> _Material provided_
____
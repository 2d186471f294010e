use std::time::Duration;

use crate::actor::message::ROOT_ACTOR_NAME;

/// Per-actor settings, fixed once the actor is spawned.
///
/// A zero `buffer_size` falls back to the system's default mailbox capacity, and a zero
/// `heartbeat_interval` disables heartbeats.
#[derive(Debug, Clone, PartialEq, Eq)]
pub struct ActorOptions {
  parent: String,
  remote: bool,
  autoclose: bool,
  remote_type: String,
  url: String,
  destination: String,
  buffer_size: usize,
  heartbeat_interval: Duration,
}

impl Default for ActorOptions {
  fn default() -> Self {
    Self {
      parent: ROOT_ACTOR_NAME.to_string(),
      remote: false,
      autoclose: false,
      remote_type: String::new(),
      url: String::new(),
      destination: String::new(),
      buffer_size: 0,
      heartbeat_interval: Duration::ZERO,
    }
  }
}

impl ActorOptions {
  pub fn new() -> Self {
    Self::default()
  }

  /// Spawning overrides the parent; registries use it to describe mirrored actors.
  pub fn with_parent(mut self, parent: impl Into<String>) -> Self {
    self.parent = parent.into();
    self
  }

  pub fn with_remote(mut self, remote: bool) -> Self {
    self.remote = remote;
    self
  }

  pub fn with_autoclose(mut self, autoclose: bool) -> Self {
    self.autoclose = autoclose;
    self
  }

  pub fn with_remote_type(mut self, remote_type: impl Into<String>) -> Self {
    self.remote_type = remote_type.into();
    self
  }

  pub fn with_url(mut self, url: impl Into<String>) -> Self {
    self.url = url.into();
    self
  }

  pub fn with_destination(mut self, destination: impl Into<String>) -> Self {
    self.destination = destination.into();
    self
  }

  pub fn with_buffer_size(mut self, buffer_size: usize) -> Self {
    self.buffer_size = buffer_size;
    self
  }

  pub fn with_heartbeat_interval(mut self, interval: Duration) -> Self {
    self.heartbeat_interval = interval;
    self
  }

  pub fn parent(&self) -> &str {
    &self.parent
  }

  pub fn remote(&self) -> bool {
    self.remote
  }

  pub fn autoclose(&self) -> bool {
    self.autoclose
  }

  pub fn remote_type(&self) -> &str {
    &self.remote_type
  }

  pub fn url(&self) -> &str {
    &self.url
  }

  pub fn destination(&self) -> &str {
    &self.destination
  }

  pub fn buffer_size(&self) -> usize {
    self.buffer_size
  }

  pub fn heartbeat_interval(&self) -> Duration {
    self.heartbeat_interval
  }
}
/// Name of the sentinel that parents top-level actors. It never hosts a mailbox.
pub const ROOT_ACTOR_NAME: &str = "root";

/// Asks the receiver to close itself.
pub const POISON_PILL: &str = "courierPoisonPill";
/// Sent by a closing child to its parent; the payload carries the child's name.
pub const CHILD_CLOSED: &str = "courierChildClosed";
pub const HEARTBEAT_REQUEST: &str = "courierHeartbeatRequest";
pub const HEARTBEAT_REPLY: &str = "courierHeartbeatReply";

pub(crate) const TEMP_ACTOR_PREFIX: &str = "temp_";

pub fn is_system_message(message_type: &str) -> bool {
  matches!(
    message_type,
    POISON_PILL | CHILD_CLOSED | HEARTBEAT_REQUEST | HEARTBEAT_REPLY
  )
}
use std::time::Duration;

use thiserror::Error;

#[derive(Debug, Clone, PartialEq, Eq, Error)]
pub enum TransportError {
  #[error("No transport registered for remote type {0}")]
  UnknownKind(String),
  #[error("No connection established with {0}")]
  NotConnected(String),
  #[error("Transport failure: {0}")]
  Failure(String),
}

#[derive(Debug, Clone, PartialEq, Eq, Error)]
pub enum RegistryError {
  #[error("No registry configured")]
  NotConfigured,
  #[error("Invalid registry record: {0}")]
  InvalidRecord(String),
  #[error("Registry failure: {0}")]
  Failure(String),
}

#[derive(Debug, Clone, PartialEq, Eq, Error)]
pub enum ActorError {
  #[error("Actor {0} already registered")]
  AlreadyRegistered(String),
  #[error("Actor {0} not registered")]
  NotRegistered(String),
  #[error("Registering an actor whose name is {0} is not allowed")]
  ReservedName(String),
  #[error("Reaction for {0} not yet implemented")]
  NotYetImplemented(String),
  #[error("Nothing to unbecome for {0}")]
  NothingToUnbecome(String),
  #[error("Timeout while waiting for the answer after {0:?}")]
  Timeout(Duration),
  #[error("Encoding error: {0}")]
  Encoding(String),
  #[error("Unknown actor {0}")]
  UnknownActor(String),
  #[error("Actor {0} is not hosted by this actor system")]
  NotLocal(String),
  #[error("Mailbox of actor {0} is closed")]
  MailboxClosed(String),
  #[error("Invalid argument: {0}")]
  InvalidArgument(String),
  #[error("Actor system stopped")]
  SystemStopped,
  #[error("Reaction failed: {0}")]
  ReactionFailed(String),
  #[error(transparent)]
  Transport(#[from] TransportError),
  #[error(transparent)]
  Registry(#[from] RegistryError),
}

impl ActorError {
  pub fn reaction_failed(reason: impl Into<String>) -> Self {
    ActorError::ReactionFailed(reason.into())
  }

  pub fn is_timeout(&self) -> bool {
    matches!(self, ActorError::Timeout(_))
  }
}

static_assertions::assert_impl_all!(ActorError: Send, Sync);
static_assertions::assert_impl_all!(TransportError: Send, Sync);
static_assertions::assert_impl_all!(RegistryError: Send, Sync);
____
> _Task to complete_
Word for word, transcribe each record.

> _Task solution_
repository 2d186471f294010e
use std::time::Duration;

use crate::actor::message::ROOT_ACTOR_NAME;

/// Per-actor settings, fixed once the actor is spawned.
///
/// A zero `buffer_size` falls back to the system's default mailbox capacity, and a zero
/// `heartbeat_interval` disables heartbeats.
#[derive(Debug, Clone, PartialEq, Eq)]
pub struct ActorOptions {
  parent: String,
  remote: bool,
  autoclose: bool,
  remote_type: String,
  url: String,
  destination: String,
  buffer_size: usize,
  heartbeat_interval: Duration,
}

impl Default for ActorOptions {
  fn default() -> Self {
    Self {
      parent: ROOT_ACTOR_NAME.to_string(),
      remote: false,
      autoclose: false,
      remote_type: String::new(),
      url: String::new(),
      destination: String::new(),
      buffer_size: 0,
      heartbeat_interval: Duration::ZERO,
    }
  }
}

impl ActorOptions {
  pub fn new() -> Self {
    Self::default()
  }

  /// Spawning overrides the parent; registries use it to describe mirrored actors.
  pub fn with_parent(mut self, parent: impl Into<String>) -> Self {
    self.parent = parent.into();
    self
  }

  pub fn with_remote(mut self, remote: bool) -> Self {
    self.remote = remote;
    self
  }

  pub fn with_autoclose(mut self, autoclose: bool) -> Self {
    self.autoclose = autoclose;
    self
  }

  pub fn with_remote_type(mut self, remote_type: impl Into<String>) -> Self {
    self.remote_type = remote_type.into();
    self
  }

  pub fn with_url(mut self, url: impl Into<String>) -> Self {
    self.url = url.into();
    self
  }

  pub fn with_destination(mut self, destination: impl Into<String>) -> Self {
    self.destination = destination.into();
    self
  }

  pub fn with_buffer_size(mut self, buffer_size: usize) -> Self {
    self.buffer_size = buffer_size;
    self
  }

  pub fn with_heartbeat_interval(mut self, interval: Duration) -> Self {
    self.heartbeat_interval = interval;
    self
  }

  pub fn parent(&self) -> &str {
    &self.parent
  }

  pub fn remote(&self) -> bool {
    self.remote
  }

  pub fn autoclose(&self) -> bool {
    self.autoclose
  }

  pub fn remote_type(&self) -> &str {
    &self.remote_type
  }

  pub fn url(&self) -> &str {
    &self.url
  }

  pub fn destination(&self) -> &str {
    &self.destination
  }

  pub fn buffer_size(&self) -> usize {
    self.buffer_size
  }

  pub fn heartbeat_interval(&self) -> Duration {
    self.heartbeat_interval
  }
}
/// Name of the sentinel that parents top-level actors. It never hosts a mailbox.
pub const ROOT_ACTOR_NAME: &str = "root";

/// Asks the receiver to close itself.
pub const POISON_PILL: &str = "courierPoisonPill";
/// Sent by a closing child to its parent; the payload carries the child's name.
pub const CHILD_CLOSED: &str = "courierChildClosed";
pub const HEARTBEAT_REQUEST: &str = "courierHeartbeatRequest";
pub const HEARTBEAT_REPLY: &str = "courierHeartbeatReply";

pub(crate) const TEMP_ACTOR_PREFIX: &str = "temp_";

pub fn is_system_message(message_type: &str) -> bool {
  matches!(
    message_type,
    POISON_PILL | CHILD_CLOSED | HEARTBEAT_REQUEST | HEARTBEAT_REPLY
  )
}
use std::time::Duration;

use thiserror::Error;

#[derive(Debug, Clone, PartialEq, Eq, Error)]
pub enum TransportError {
  #[error("No transport registered for remote type {0}")]
  UnknownKind(String),
  #[error("No connection established with {0}")]
  NotConnected(String),
  #[error("Transport failure: {0}")]
  Failure(String),
}

#[derive(Debug, Clone, PartialEq, Eq, Error)]
pub enum RegistryError {
  #[error("No registry configured")]
  NotConfigured,
  #[error("Invalid registry record: {0}")]
  InvalidRecord(String),
  #[error("Registry failure: {0}")]
  Failure(String),
}

#[derive(Debug, Clone, PartialEq, Eq, Error)]
pub enum ActorError {
  #[error("Actor {0} already registered")]
  AlreadyRegistered(String),
  #[error("Actor {0} not registered")]
  NotRegistered(String),
  #[error("Registering an actor whose name is {0} is not allowed")]
  ReservedName(String),
  #[error("Reaction for {0} not yet implemented")]
  NotYetImplemented(String),
  #[error("Nothing to unbecome for {0}")]
  NothingToUnbecome(String),
  #[error("Timeout while waiting for the answer after {0:?}")]
  Timeout(Duration),
  #[error("Encoding error: {0}")]
  Encoding(String),
  #[error("Unknown actor {0}")]
  UnknownActor(String),
  #[error("Actor {0} is not hosted by this actor system")]
  NotLocal(String),
  #[error("Mailbox of actor {0} is closed")]
  MailboxClosed(String),
  #[error("Invalid argument: {0}")]
  InvalidArgument(String),
  #[error("Actor system stopped")]
  SystemStopped,
  #[error("Reaction failed: {0}")]
  ReactionFailed(String),
  #[error(transparent)]
  Transport(#[from] TransportError),
  #[error(transparent)]
  Registry(#[from] RegistryError),
}

impl ActorError {
  pub fn reaction_failed(reason: impl Into<String>) -> Self {
    ActorError::ReactionFailed(reason.into())
  }

  pub fn is_timeout(&self) -> bool {
    matches!(self, ActorError::Timeout(_))
  }
}

static_assertions::assert_impl_all!(ActorError: Send, Sync);
static_assertions::assert_impl_all!(TransportError: Send, Sync);
static_assertions::assert_impl_all!(RegistryError: Send, Sync);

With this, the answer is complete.